Dataset: Begin

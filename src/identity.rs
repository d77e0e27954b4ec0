use crate::{AttestationError, Result};
use log::trace;
use serde::Serialize;
use std::collections::BTreeMap;
use x509_parser::prelude::*;

/// Fulcio certificate extension OIDs (`1.3.6.1.4.1.57264.1.*`)
pub mod oids {
    pub const FULCIO_PREFIX: &str = "1.3.6.1.4.1.57264.1.";

    /// Deprecated raw-string form of the OIDC issuer
    pub const ISSUER_V1: &str = "1.3.6.1.4.1.57264.1.1";
    pub const GITHUB_WORKFLOW_TRIGGER_V1: &str = "1.3.6.1.4.1.57264.1.2";
    pub const GITHUB_WORKFLOW_SHA_V1: &str = "1.3.6.1.4.1.57264.1.3";
    pub const GITHUB_WORKFLOW_NAME_V1: &str = "1.3.6.1.4.1.57264.1.4";
    pub const GITHUB_WORKFLOW_REPOSITORY_V1: &str = "1.3.6.1.4.1.57264.1.5";
    pub const GITHUB_WORKFLOW_REF_V1: &str = "1.3.6.1.4.1.57264.1.6";

    pub const ISSUER: &str = "1.3.6.1.4.1.57264.1.8";
    pub const BUILD_SIGNER_URI: &str = "1.3.6.1.4.1.57264.1.9";
    pub const BUILD_SIGNER_DIGEST: &str = "1.3.6.1.4.1.57264.1.10";
    pub const RUNNER_ENVIRONMENT: &str = "1.3.6.1.4.1.57264.1.11";
    pub const SOURCE_REPOSITORY_URI: &str = "1.3.6.1.4.1.57264.1.12";
    pub const SOURCE_REPOSITORY_DIGEST: &str = "1.3.6.1.4.1.57264.1.13";
    pub const SOURCE_REPOSITORY_REF: &str = "1.3.6.1.4.1.57264.1.14";
    pub const SOURCE_REPOSITORY_IDENTIFIER: &str = "1.3.6.1.4.1.57264.1.15";
    pub const SOURCE_REPOSITORY_OWNER_URI: &str = "1.3.6.1.4.1.57264.1.16";
    pub const SOURCE_REPOSITORY_OWNER_IDENTIFIER: &str = "1.3.6.1.4.1.57264.1.17";
    pub const BUILD_CONFIG_URI: &str = "1.3.6.1.4.1.57264.1.18";
    pub const BUILD_CONFIG_DIGEST: &str = "1.3.6.1.4.1.57264.1.19";
    pub const BUILD_TRIGGER: &str = "1.3.6.1.4.1.57264.1.20";
    pub const RUN_INVOCATION_URI: &str = "1.3.6.1.4.1.57264.1.21";
    pub const SOURCE_REPOSITORY_VISIBILITY: &str = "1.3.6.1.4.1.57264.1.22";

    /// Legacy extensions hold the raw value instead of a DER UTF8String
    pub(crate) fn is_raw_string(oid: &str) -> bool {
        matches!(
            oid,
            ISSUER_V1
                | GITHUB_WORKFLOW_TRIGGER_V1
                | GITHUB_WORKFLOW_SHA_V1
                | GITHUB_WORKFLOW_NAME_V1
                | GITHUB_WORKFLOW_REPOSITORY_V1
                | GITHUB_WORKFLOW_REF_V1
        )
    }
}

/// Read-only view of who signed, taken from the leaf certificate.
///
/// Never built from caller input: the only constructors read a certificate or
/// a trust-root key entry.
#[derive(Debug, Clone, PartialEq, Eq, Serialize)]
pub struct LeafIdentity {
    /// OIDC issuer URL, empty when the certificate carries none
    pub issuer: String,
    pub subject_alternative_name: String,
    /// Fulcio extensions by dotted OID
    pub extensions: BTreeMap<String, String>,
}

impl LeafIdentity {
    pub fn from_der(cert_der: &[u8]) -> Result<Self> {
        let (_, cert) = X509Certificate::from_der(cert_der).map_err(|e| {
            AttestationError::malformed(format!("Failed to parse certificate: {}", e))
        })?;
        Self::from_certificate(&cert)
    }

    pub fn from_certificate(cert: &X509Certificate) -> Result<Self> {
        let mut extensions = BTreeMap::new();
        let mut subject_alternative_name = None;

        for ext in cert.extensions() {
            let oid = ext.oid.to_id_string();

            if let ParsedExtension::SubjectAlternativeName(san) = ext.parsed_extension() {
                subject_alternative_name = san.general_names.iter().find_map(|name| match name {
                    GeneralName::URI(uri) => Some(uri.to_string()),
                    GeneralName::RFC822Name(email) => Some(email.to_string()),
                    GeneralName::DNSName(dns) => Some(dns.to_string()),
                    _ => None,
                });
                continue;
            }

            if oid.starts_with(oids::FULCIO_PREFIX) {
                let value = decode_extension_value(&oid, ext.value)?;
                trace!("Fulcio extension {} = {}", oid, value);
                extensions.insert(oid, value);
            }
        }

        let issuer = extensions
            .get(oids::ISSUER)
            .or_else(|| extensions.get(oids::ISSUER_V1))
            .cloned()
            .unwrap_or_default();

        Ok(Self {
            issuer,
            subject_alternative_name: subject_alternative_name.unwrap_or_default(),
            extensions,
        })
    }

    /// Identity of a bundle signed with a trust-root key rather than a
    /// certificate: no issuer, the key hint stands in for the subject.
    pub fn from_key_hint(hint: &str) -> Self {
        Self {
            issuer: String::new(),
            subject_alternative_name: hint.to_string(),
            extensions: BTreeMap::new(),
        }
    }

    pub fn extension(&self, oid: &str) -> Option<&str> {
        self.extensions.get(oid).map(String::as_str)
    }

    pub fn source_repository_uri(&self) -> Option<&str> {
        self.extension(oids::SOURCE_REPOSITORY_URI)
    }

    pub fn source_repository_ref(&self) -> Option<&str> {
        self.extension(oids::SOURCE_REPOSITORY_REF)
    }

    pub fn build_signer_uri(&self) -> Option<&str> {
        self.extension(oids::BUILD_SIGNER_URI)
    }

    pub fn runner_environment(&self) -> Option<&str> {
        self.extension(oids::RUNNER_ENVIRONMENT)
    }
}

/// Human-readable name of a Fulcio extension, for diagnostics
pub fn extension_name(oid: &str) -> Option<&'static str> {
    let name = match oid {
        oids::ISSUER | oids::ISSUER_V1 => "issuer",
        oids::BUILD_SIGNER_URI => "build signer URI",
        oids::BUILD_SIGNER_DIGEST => "build signer digest",
        oids::RUNNER_ENVIRONMENT => "runner environment",
        oids::SOURCE_REPOSITORY_URI => "source repository URI",
        oids::SOURCE_REPOSITORY_DIGEST => "source repository digest",
        oids::SOURCE_REPOSITORY_REF => "source repository ref",
        oids::SOURCE_REPOSITORY_IDENTIFIER => "source repository identifier",
        oids::SOURCE_REPOSITORY_OWNER_URI => "source repository owner URI",
        oids::SOURCE_REPOSITORY_OWNER_IDENTIFIER => "source repository owner identifier",
        oids::BUILD_CONFIG_URI => "build config URI",
        oids::BUILD_CONFIG_DIGEST => "build config digest",
        oids::BUILD_TRIGGER => "build trigger",
        oids::RUN_INVOCATION_URI => "run invocation URI",
        oids::SOURCE_REPOSITORY_VISIBILITY => "source repository visibility",
        _ => return None,
    };
    Some(name)
}

fn decode_extension_value(oid: &str, value: &[u8]) -> Result<String> {
    if oids::is_raw_string(oid) {
        return String::from_utf8(value.to_vec()).map_err(|_| {
            AttestationError::malformed(format!("Extension {} is not valid UTF-8", oid))
        });
    }

    let (_, object) = x509_parser::der_parser::der::parse_der_utf8string(value).map_err(|e| {
        AttestationError::malformed(format!("Extension {} is not a UTF8String: {}", oid, e))
    })?;
    object
        .as_str()
        .map(str::to_string)
        .map_err(|e| AttestationError::malformed(format!("Extension {} is not a UTF8String: {}", oid, e)))
}

#[cfg(test)]
mod tests {
    use super::*;

    #[test]
    fn test_decode_der_utf8_extension() {
        let mut value = vec![0x0c, 24];
        value.extend_from_slice(b"https://issuer.example/a");
        assert_eq!(
            decode_extension_value(oids::ISSUER, &value).unwrap(),
            "https://issuer.example/a"
        );
    }

    #[test]
    fn test_decode_legacy_raw_extension() {
        assert_eq!(
            decode_extension_value(oids::ISSUER_V1, b"https://legacy.example").unwrap(),
            "https://legacy.example"
        );
    }

    #[test]
    fn test_decode_rejects_wrong_tag() {
        let value = [0x04, 0x02, b'h', b'i'];
        assert!(decode_extension_value(oids::SOURCE_REPOSITORY_URI, &value).is_err());
    }

    #[test]
    fn test_key_hint_identity_has_no_issuer() {
        let identity = LeafIdentity::from_key_hint("release-key");
        assert!(identity.issuer.is_empty());
        assert_eq!(identity.subject_alternative_name, "release-key");
        assert!(identity.extensions.is_empty());
    }

    #[test]
    fn test_extension_names() {
        assert_eq!(extension_name(oids::BUILD_TRIGGER), Some("build trigger"));
        assert_eq!(extension_name("2.5.29.17"), None);
    }
}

Dataset: End

## [Exercise goal]
Could you transcribe the entries above word for word, from the line with "pub struct LeafIdentity" down to the line with "let (_, cert)", keeping both?

## [Result]
pub struct LeafIdentity {
    /// OIDC issuer URL, empty when the certificate carries none
    pub issuer: String,
    pub subject_alternative_name: String,
    /// Fulcio extensions by dotted OID
    pub extensions: BTreeMap<String, String>,
}

impl LeafIdentity {
    pub fn from_der(cert_der: &[u8]) -> Result<Self> {
        let (_, cert) = X509Certificate::from_der(cert_der).map_err(|e| {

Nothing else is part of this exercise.